The ALS Association Advances Therapeutic Development with $10 Million Contribution to ALS ACT Initiative
In a news release today, The ALS Association announced its financial commitment of $10 million to ALS Accelerated Therapeutics (ALS ACT), a new collaborative project that will accelerate development of new treatments for amyotrophic lateral sclerosis. The ALS Association’s funds are being matched by an additional $10 million from The ALS Finding a Cure Foundation.
The ALS Finding a Cure Foundation is led By Peter N. Foss, Lee Rizzuto and Denis Rizzuto. The foundation was created in April of 2014 and is a tribute to Christie Rizzuto, who was diagnosed with ALS five years ago at age 41. Christie is the wife of Denis Rizzuto. This foundation is a part of the Leandro P. Rizzuto Foundation, a private foundation created and funded by Mr. Rizzuto, owner of Conair and Cuisinart.
The project is made possible by the unprecedented outpouring of support from the Ice Bucket Challenge. ALS ACT is one of four major new initiatives by The Association as a direct result of that support.

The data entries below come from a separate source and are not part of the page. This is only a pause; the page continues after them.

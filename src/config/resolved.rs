//! Resolved entity model: config validated and flattened for runtime use.

use crate::error::AppError;
use crate::schema::FieldDefinition;
use serde_json::Value;
use std::collections::{HashMap, HashSet};
use std::sync::Arc;

/// Primary key type for parsing path ids.
#[derive(Clone, Copy, Debug, PartialEq, Eq)]
pub enum PkType {
    Uuid,
    BigInt,
    Int,
    Text,
}

impl PkType {
    pub fn sql_type(self) -> &'static str {
        match self {
            PkType::Uuid => "uuid",
            PkType::BigInt => "bigint",
            PkType::Int => "integer",
            PkType::Text => "text",
        }
    }

    /// Parse a path id into the JSON value bound to queries.
    pub fn parse_id(self, id_str: &str) -> Result<Value, AppError> {
        Ok(match self {
            PkType::Uuid => {
                let u = uuid::Uuid::parse_str(id_str).map_err(|_| AppError::BadRequest("invalid uuid".into()))?;
                Value::String(u.to_string())
            }
            PkType::BigInt | PkType::Int => {
                let n: i64 = id_str.parse().map_err(|_| AppError::BadRequest("invalid id".into()))?;
                Value::Number(n.into())
            }
            PkType::Text => Value::String(id_str.to_string()),
        })
    }
}

#[derive(Clone, Debug, PartialEq, Eq)]
pub struct ColumnInfo {
    pub name: String,
    /// PostgreSQL type name for SQL casts when binding values.
    pub sql_type: Option<String>,
}

/// Physical table addressed by the storage engine.
#[derive(Clone, Debug)]
pub struct TableRef {
    pub schema_name: String,
    pub table_name: String,
    pub primary_key: String,
    pub columns: Vec<ColumnInfo>,
}

impl TableRef {
    pub fn column(&self, name: &str) -> Option<&ColumnInfo> {
        self.columns.iter().find(|c| c.name == name)
    }
}

#[derive(Clone, Debug)]
pub struct ResolvedEntity {
    pub name: String,
    pub table: TableRef,
    pub pk_type: PkType,
    pub owner_column: Option<String>,
    /// Declared fields in config order.
    pub fields: Vec<FieldDefinition>,
    /// Stripped from every list/get result.
    pub hidden_fields: HashSet<String>,
    /// Dropped from insert/update payloads; reset is forbidden.
    pub protected_fields: HashSet<String>,
}

impl ResolvedEntity {
    pub fn field(&self, name: &str) -> Option<&FieldDefinition> {
        self.fields.iter().find(|f| f.name == name)
    }

    pub fn is_protected(&self, name: &str) -> bool {
        self.protected_fields.contains(name)
    }

    /// Remove hidden fields from one record (no-op for non-objects).
    pub fn strip_hidden(&self, record: &mut Value) {
        if let Value::Object(map) = record {
            for name in &self.hidden_fields {
                map.remove(name);
            }
        }
    }
}

#[derive(Clone, Debug, Default)]
pub struct ResolvedModel {
    pub entities: Vec<Arc<ResolvedEntity>>,
    pub entity_by_name: HashMap<String, Arc<ResolvedEntity>>,
}

impl ResolvedModel {
    pub fn entity(&self, name: &str) -> Option<&Arc<ResolvedEntity>> {
        self.entity_by_name.get(name)
    }
}

#[cfg(test)]
mod tests {
    use super::*;
    use serde_json::json;

    #[test]
    fn parse_id_by_pk_type() {
        assert_eq!(PkType::BigInt.parse_id("42").unwrap(), json!(42));
        assert_eq!(PkType::Text.parse_id("abc").unwrap(), json!("abc"));
        assert!(matches!(PkType::Int.parse_id("x"), Err(AppError::BadRequest(_))));
        assert!(matches!(PkType::Uuid.parse_id("nope"), Err(AppError::BadRequest(_))));
        let u = uuid::Uuid::new_v4();
        assert_eq!(PkType::Uuid.parse_id(&u.to_string()).unwrap(), json!(u.to_string()));
    }
}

ALS ACT is a novel academic-foundation-industry partnership to accelerate treatments for people living with ALS. In partnership with the recently formed The ALS Finding a Cure Team, composed of researchers from General Electric (GE) Healthcare and four academic Northeast ALS Consortium (NEALS) sites, ALS ACT will enact a multi-pronged approach to expediting clinical trials in ALS. Merit Cudkowicz, Co-Chair of NEALS and Chief of Neurology and the ALS Program at Massachusetts General Hospital (MGH), notes that these efforts will accelerate diagnosis, speed development of new treatments for people with ALS, and break down road blocks to finding cures for people with ALS”. Efforts will include the following:
- Development of neuroimaging tools as potential biomarkers for ALS progression, a key unmet need in trials. This initiative will leverage key contributions from GE in imaging technology and researcher expertise in developing new approaches to tracking neurodegeneration in the brain.
- Acceleration of the development of new therapeutic approaches for ALS. Initial strategies will focus on decreasing the production of misfolded proteins within motor neurons and reversing neuroinflammation within the central nervous system, two major contributors to the disease process.
- Overcoming key roadblocks in the search for therapies through a challenge grant program.
- Support for new phase IIA pilot clinical trials using biomarkers and the NEALS consortium infrastructure. Biomarkers have the potential to speed clinical trials, and depending on the marker, may provide unambiguous evidence for a treatment’s ability to slow disease progression or confirm that the therapy reached its intended target in the nervous system.
To accelerate research, data and resources from ALS ACT-supported studies will be openly shared with other ALS researchers.
In addition, ALS ACT will strengthen ongoing collaborative efforts in support of clinical trials, including NeuroBANK, a central repository for clinical research data in ALS, and the NEALS Biorepository. Initially established through the TREAT ALS NEALS Clinical Trials Network, NeuroBANK will host, curate, and disseminate proteomic, genomic and clinical data.
Cooperative synergies among the four new initiatives announced today (ALS ACT, New York Genome Centre, The Neuro Collaborative, and Project MinE) will increase the quantity and most importantly the value of data available for ALS research.
The medical team leading the foundation’s efforts includes: Merit Cudkowicz, M.D., MSc, Massachusetts General Hospital; Robert J. Brown, Jr. M.D., D.Phil., University of Massachusetts Stanley H. Appel, M.D., Houston Methodist Hospital System; Clive Svendsen, Ph.D., Cedars-Sinai; Nadeem Ishaque, Ph.D., and Tom Gentile, Senior Vice President General Electric.GE Global Research.
The ALS Association’s Board of Trustees will be meeting in mid-October to discuss and vote on additional funding decisions related to the use of Ice Bucket Challenge donations.